* **Your instructions**:
Give back every record exactly.

* **Provided information**:
****************************************
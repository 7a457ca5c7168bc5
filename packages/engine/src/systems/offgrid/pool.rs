use crate::core::constants::PARTICLE_STRIDE;
use crate::domain::materials::MaterialId;

/// One flying particle. Position in cell units, velocity in cells/frame.
#[derive(Clone, Copy, Debug, PartialEq)]
pub struct OffGridParticle {
    pub x: f32,
    pub y: f32,
    pub vx: f32,
    pub vy: f32,
    pub id: MaterialId,
    /// 0xRRGGBB; fits the f32 mantissa exactly in transfer buffers.
    pub color: u32,
}

impl OffGridParticle {
    pub fn new(x: f32, y: f32, vx: f32, vy: f32, id: MaterialId, color: u32) -> Self {
        Self { x, y, vx, vy, id, color }
    }
}

/// Struct-of-arrays particle storage with O(1) swap-remove.
#[derive(Default)]
pub struct ParticlePool {
    xs: Vec<f32>,
    ys: Vec<f32>,
    vxs: Vec<f32>,
    vys: Vec<f32>,
    ids: Vec<MaterialId>,
    colors: Vec<u32>,
}

impl ParticlePool {
    pub fn new() -> Self {
        Self::default()
    }

    pub fn with_capacity(capacity: usize) -> Self {
        Self {
            xs: Vec::with_capacity(capacity),
            ys: Vec::with_capacity(capacity),
            vxs: Vec::with_capacity(capacity),
            vys: Vec::with_capacity(capacity),
            ids: Vec::with_capacity(capacity),
            colors: Vec::with_capacity(capacity),
        }
    }

    #[inline]
    pub fn len(&self) -> usize {
        self.xs.len()
    }

    #[inline]
    pub fn is_empty(&self) -> bool {
        self.xs.is_empty()
    }

    pub fn push(&mut self, p: OffGridParticle) {
        self.xs.push(p.x);
        self.ys.push(p.y);
        self.vxs.push(p.vx);
        self.vys.push(p.vy);
        self.ids.push(p.id);
        self.colors.push(p.color);
    }

    pub fn extend(&mut self, particles: impl IntoIterator<Item = OffGridParticle>) {
        for p in particles {
            self.push(p);
        }
    }

    #[inline]
    pub fn get(&self, i: usize) -> Option<OffGridParticle> {
        (i < self.len()).then(|| OffGridParticle {
            x: self.xs[i],
            y: self.ys[i],
            vx: self.vxs[i],
            vy: self.vys[i],
            id: self.ids[i],
            color: self.colors[i],
        })
    }

    /// Overwrite the kinematic state of particle `i`.
    #[inline]
    pub(super) fn set_motion(&mut self, i: usize, x: f32, y: f32, vx: f32, vy: f32) {
        self.xs[i] = x;
        self.ys[i] = y;
        self.vxs[i] = vx;
        self.vys[i] = vy;
    }

    /// Remove particle `i`; the last particle takes its slot.
    pub fn swap_remove(&mut self, i: usize) {
        if i >= self.len() {
            return;
        }
        self.xs.swap_remove(i);
        self.ys.swap_remove(i);
        self.vxs.swap_remove(i);
        self.vys.swap_remove(i);
        self.ids.swap_remove(i);
        self.colors.swap_remove(i);
    }

    pub fn clear(&mut self) {
        self.xs.clear();
        self.ys.clear();
        self.vxs.clear();
        self.vys.clear();
        self.ids.clear();
        self.colors.clear();
    }

    pub fn iter(&self) -> impl Iterator<Item = OffGridParticle> + '_ {
        (0..self.len()).filter_map(move |i| self.get(i))
    }

    /// Flatten into `[x, y, vx, vy, id, color]` records. `None` when empty.
    pub fn to_buffer(&self) -> Option<Vec<f32>> {
        if self.is_empty() {
            return None;
        }
        let mut out = Vec::with_capacity(self.len() * PARTICLE_STRIDE);
        for i in 0..self.len() {
            out.extend_from_slice(&[
                self.xs[i],
                self.ys[i],
                self.vxs[i],
                self.vys[i],
                self.ids[i] as f32,
                self.colors[i] as f32,
            ]);
        }
        Some(out)
    }

    /// Decode a transfer buffer. A trailing partial record is ignored.
    pub fn particles_from_buffer(buffer: &[f32]) -> impl Iterator<Item = OffGridParticle> + '_ {
        buffer.chunks_exact(PARTICLE_STRIDE).map(|r| OffGridParticle {
            x: r[0],
            y: r[1],
            vx: r[2],
            vy: r[3],
            id: r[4] as MaterialId,
            color: r[5] as u32,
        })
    }
}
****************************************
* **Answer box**:
repository 7a457ca5c7168bc5
filename packages/engine/src/systems/offgrid/pool.rs
use crate::core::constants::PARTICLE_STRIDE;
use crate::domain::materials::MaterialId;

/// One flying particle. Position in cell units, velocity in cells/frame.
#[derive(Clone, Copy, Debug, PartialEq)]
pub struct OffGridParticle {
    pub x: f32,
    pub y: f32,
    pub vx: f32,
    pub vy: f32,
    pub id: MaterialId,
    /// 0xRRGGBB; fits the f32 mantissa exactly in transfer buffers.
    pub color: u32,
}

impl OffGridParticle {
    pub fn new(x: f32, y: f32, vx: f32, vy: f32, id: MaterialId, color: u32) -> Self {
        Self { x, y, vx, vy, id, color }
    }
}

/// Struct-of-arrays particle storage with O(1) swap-remove.
#[derive(Default)]
pub struct ParticlePool {
    xs: Vec<f32>,
    ys: Vec<f32>,
    vxs: Vec<f32>,
    vys: Vec<f32>,
    ids: Vec<MaterialId>,
    colors: Vec<u32>,
}

impl ParticlePool {
    pub fn new() -> Self {
        Self::default()
    }

    pub fn with_capacity(capacity: usize) -> Self {
        Self {
            xs: Vec::with_capacity(capacity),
            ys: Vec::with_capacity(capacity),
            vxs: Vec::with_capacity(capacity),
            vys: Vec::with_capacity(capacity),
            ids: Vec::with_capacity(capacity),
            colors: Vec::with_capacity(capacity),
        }
    }

    #[inline]
    pub fn len(&self) -> usize {
        self.xs.len()
    }

    #[inline]
    pub fn is_empty(&self) -> bool {
        self.xs.is_empty()
    }

    pub fn push(&mut self, p: OffGridParticle) {
        self.xs.push(p.x);
        self.ys.push(p.y);
        self.vxs.push(p.vx);
        self.vys.push(p.vy);
        self.ids.push(p.id);
        self.colors.push(p.color);
    }

    pub fn extend(&mut self, particles: impl IntoIterator<Item = OffGridParticle>) {
        for p in particles {
            self.push(p);
        }
    }

    #[inline]
    pub fn get(&self, i: usize) -> Option<OffGridParticle> {
        (i < self.len()).then(|| OffGridParticle {
            x: self.xs[i],
            y: self.ys[i],
            vx: self.vxs[i],
            vy: self.vys[i],
            id: self.ids[i],
            color: self.colors[i],
        })
    }

    /// Overwrite the kinematic state of particle `i`.
    #[inline]
    pub(super) fn set_motion(&mut self, i: usize, x: f32, y: f32, vx: f32, vy: f32) {
        self.xs[i] = x;
        self.ys[i] = y;
        self.vxs[i] = vx;
        self.vys[i] = vy;
    }

    /// Remove particle `i`; the last particle takes its slot.
    pub fn swap_remove(&mut self, i: usize) {
        if i >= self.len() {
            return;
        }
        self.xs.swap_remove(i);
        self.ys.swap_remove(i);
        self.vxs.swap_remove(i);
        self.vys.swap_remove(i);
        self.ids.swap_remove(i);
        self.colors.swap_remove(i);
    }

    pub fn clear(&mut self) {
        self.xs.clear();
        self.ys.clear();
        self.vxs.clear();
        self.vys.clear();
        self.ids.clear();
        self.colors.clear();
    }

    pub fn iter(&self) -> impl Iterator<Item = OffGridParticle> + '_ {
        (0..self.len()).filter_map(move |i| self.get(i))
    }

    /// Flatten into `[x, y, vx, vy, id, color]` records. `None` when empty.
    pub fn to_buffer(&self) -> Option<Vec<f32>> {
        if self.is_empty() {
            return None;
        }
        let mut out = Vec::with_capacity(self.len() * PARTICLE_STRIDE);
        for i in 0..self.len() {
            out.extend_from_slice(&[
                self.xs[i],
                self.ys[i],
                self.vxs[i],
                self.vys[i],
                self.ids[i] as f32,
                self.colors[i] as f32,
            ]);
        }
        Some(out)
    }

    /// Decode a transfer buffer. A trailing partial record is ignored.
    pub fn particles_from_buffer(buffer: &[f32]) -> impl Iterator<Item = OffGridParticle> + '_ {
        buffer.chunks_exact(PARTICLE_STRIDE).map(|r| OffGridParticle {
            x: r[0],
            y: r[1],
            vx: r[2],
            vy: r[3],
            id: r[4] as MaterialId,
            color: r[5] as u32,
        })
    }
}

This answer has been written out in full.